INFORMATION SUPPLIED |

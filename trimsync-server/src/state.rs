use std::sync::Arc;

use trimsync_core::engine::CredentialFactory;
use trimsync_core::export::ExportService;
use trimsync_core::monitor::SyncMonitor;
use trimsync_core::scheduler::SyncScheduler;
use trimsync_core::store::EventStore;
use trimsync_core::webhook::WebhookIngestor;
use trimsync_core::SyncEngine;

/// Shared application state wiring the engine and its collaborators.
#[derive(Clone)]
pub struct AppState {
    pub store: Arc<EventStore>,
    pub engine: Arc<SyncEngine>,
    pub monitor: Arc<SyncMonitor>,
    pub scheduler: Arc<SyncScheduler>,
    pub ingestor: Arc<WebhookIngestor>,
    pub exports: Arc<ExportService>,
    pub credentials: Arc<CredentialFactory>,
}

impl AppState {
    pub fn new() -> Self {
        let store = Arc::new(EventStore::new());
        let monitor = Arc::new(SyncMonitor::default());
        let credentials = Arc::new(CredentialFactory::new());
        let engine = Arc::new(SyncEngine::new(
            store.clone(),
            monitor.clone(),
            credentials.clone(),
        ));
        let scheduler = Arc::new(SyncScheduler::new(store.clone(), engine.clone()));
        let ingestor = Arc::new(WebhookIngestor::new(store.clone(), engine.clone()));
        let exports = Arc::new(ExportService::new(store.clone()));

        AppState {
            store,
            engine,
            monitor,
            scheduler,
            ingestor,
            exports,
            credentials,
        }
    }
}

GOAL OF THE EXERCISE |
Could you copy every line from the records that has "SyncScheduler" in it?

RESULT FOR THIS TASK |
use trimsync_core::scheduler::SyncScheduler;
    pub scheduler: Arc<SyncScheduler>,
        let scheduler = Arc::new(SyncScheduler::new(store.clone(), engine.clone()));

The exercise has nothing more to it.